Waterloo Region said Monday that daily case counts had doubled in the region, with unvaccinated people most affected and clusters at private social events with limited public health measures a significant contributing factor.

Dr. Hsiu-Li Wang, the region’s top doctor, said the change isn’t unexpected as people socialize more and spend time inside.

“It is however a reminder that the Delta variant will spread rapidly when given the chance, and that getting vaccinated and continuing to practise public health precautions in our interactions with others is of prime importance,” she said in a statement.

University of Toronto public health professor Barry Pakes pointed to similar factors as Juni — cooler weather and relaxed public health measures that may have encouraged people to let their guards down.

Pakes said the trend is concerning but not too worrying yet, though he noted it might mean cases are even higher next month when people will start congregating for the holidays.

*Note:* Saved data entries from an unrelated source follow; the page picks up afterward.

//! CLI commands implementation.
//!
//! This module contains the CLI parser and dispatches to command-specific modules.

mod scrape;
mod sites;

use std::path::PathBuf;

use clap::{Args, Parser, Subcommand};

use crate::config::Settings;
use crate::models::SearchConfig;

#[derive(Parser)]
#[command(name = "jobharvest")]
#[command(about = "Job listing acquisition from job-board search pages")]
#[command(version)]
pub struct Cli {
    /// Site table file (overrides the built-in table)
    #[arg(long, global = true)]
    sites: Option<PathBuf>,

    /// Enable verbose logging
    #[arg(short, long, global = true)]
    pub verbose: bool,

    #[command(subcommand)]
    command: Commands,
}

/// Check if verbose mode is enabled (for early logging setup).
pub fn is_verbose() -> bool {
    std::env::args().any(|arg| arg == "-v" || arg == "--verbose")
}

#[derive(Subcommand)]
enum Commands {
    /// Scrape job listings from the configured sites
    Scrape(ScrapeArgs),

    /// List the configured sites
    Sites,
}

#[derive(Args, Debug, Clone)]
struct ScrapeArgs {
    /// Job title to search for
    #[arg(short = 't', long, default_value = "Software Developer")]
    job_title: String,

    /// Location to search in
    #[arg(short, long, default_value = "Remote")]
    location: String,

    /// Only scrape this site (may name a disabled site)
    #[arg(short, long)]
    site: Option<String>,

    /// Keep only listings mentioning one of these keywords (repeatable)
    #[arg(short, long = "keyword")]
    keywords: Vec<String>,

    /// Maximum jobs per cycle
    #[arg(short, long)]
    max_jobs: Option<usize>,

    /// Attempts per request
    #[arg(long)]
    max_retries: Option<u32>,

    /// Directory for timestamped JSON/CSV output
    #[arg(short, long)]
    output_dir: Option<PathBuf>,

    /// Also append records to this SQLite database
    #[arg(long)]
    sqlite: Option<PathBuf>,

    /// Hours between cycles (0 = run once)
    #[arg(short, long, default_value = "0")]
    interval: u64,

    /// Do not scan descriptions for skills
    #[arg(long)]
    no_skills: bool,

    /// Skip JSON output
    #[arg(long)]
    no_json: bool,

    /// Skip CSV output
    #[arg(long)]
    no_csv: bool,

    /// Seed for jitter and site order
    #[arg(long)]
    seed: Option<u64>,

    /// Save blocked and unparsable pages here
    #[arg(long)]
    debug_dir: Option<PathBuf>,

    /// POST every record to this results API
    #[arg(long)]
    api_endpoint: Option<String>,
}

impl ScrapeArgs {
    /// Layer flags over environment-derived settings.
    fn apply(&self, settings: &mut Settings) {
        if let Some(max) = self.max_jobs {
            settings.max_jobs = max;
        }
        if let Some(retries) = self.max_retries {
            settings.max_retries = retries;
        }
        if let Some(dir) = &self.output_dir {
            settings.output_dir = dir.clone();
        }
        if let Some(path) = &self.sqlite {
            settings.sqlite_path = Some(path.clone());
        }
        if let Some(dir) = &self.debug_dir {
            settings.debug_dir = Some(dir.clone());
        }
        if let Some(endpoint) = &self.api_endpoint {
            settings.api_endpoint = Some(endpoint.clone());
        }
        if self.seed.is_some() {
            settings.seed = self.seed;
        }
        settings.interval_hours = self.interval;
        settings.write_json &= !self.no_json;
        settings.write_csv &= !self.no_csv;
    }

    fn search(&self) -> SearchConfig {
        SearchConfig {
            job_title: self.job_title.clone(),
            location: self.location.clone(),
            keywords: self
                .keywords
                .iter()
                .filter(|k| !k.trim().is_empty())
                .cloned()
                .collect(),
            target_site: self.site.clone(),
            extract_skills: !self.no_skills,
        }
    }
}

pub async fn run() -> anyhow::Result<()> {
    let cli = Cli::parse();

    let mut settings = Settings::from_env()?;
    if let Some(path) = cli.sites {
        settings.sites_path = Some(path);
    }

    match cli.command {
        Commands::Scrape(args) => {
            args.apply(&mut settings);
            scrape::cmd_scrape(settings, args.search()).await
        }
        Commands::Sites => sites::cmd_sites(&settings),
    }
}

“Anybody who is considering getting together with family or friends over the winter holidays, who is among those 10 per cent who are unvaccinated, this is the time to get vaccinated,” he said. “I think we’re at a very important juncture with respect to that.”

He said the pending approval of vaccinations for young children — expected in the next few weeks — and eventual booster doses for more people may also help keep the situation manageable into the new year.

Vaccination may also make the difference between “a persistent upward trend” in cases or a sustained, “gradual slope,” Pakes said.

Juni said reintroducing capacity limits may help the situation, and added that individuals have the power to help steady the course through behavioural changes like avoiding crowds, wearing masks indoors and working from home if possible.

“There’s absolutely no need to panic,” he said. “Our destiny is in our own hands.”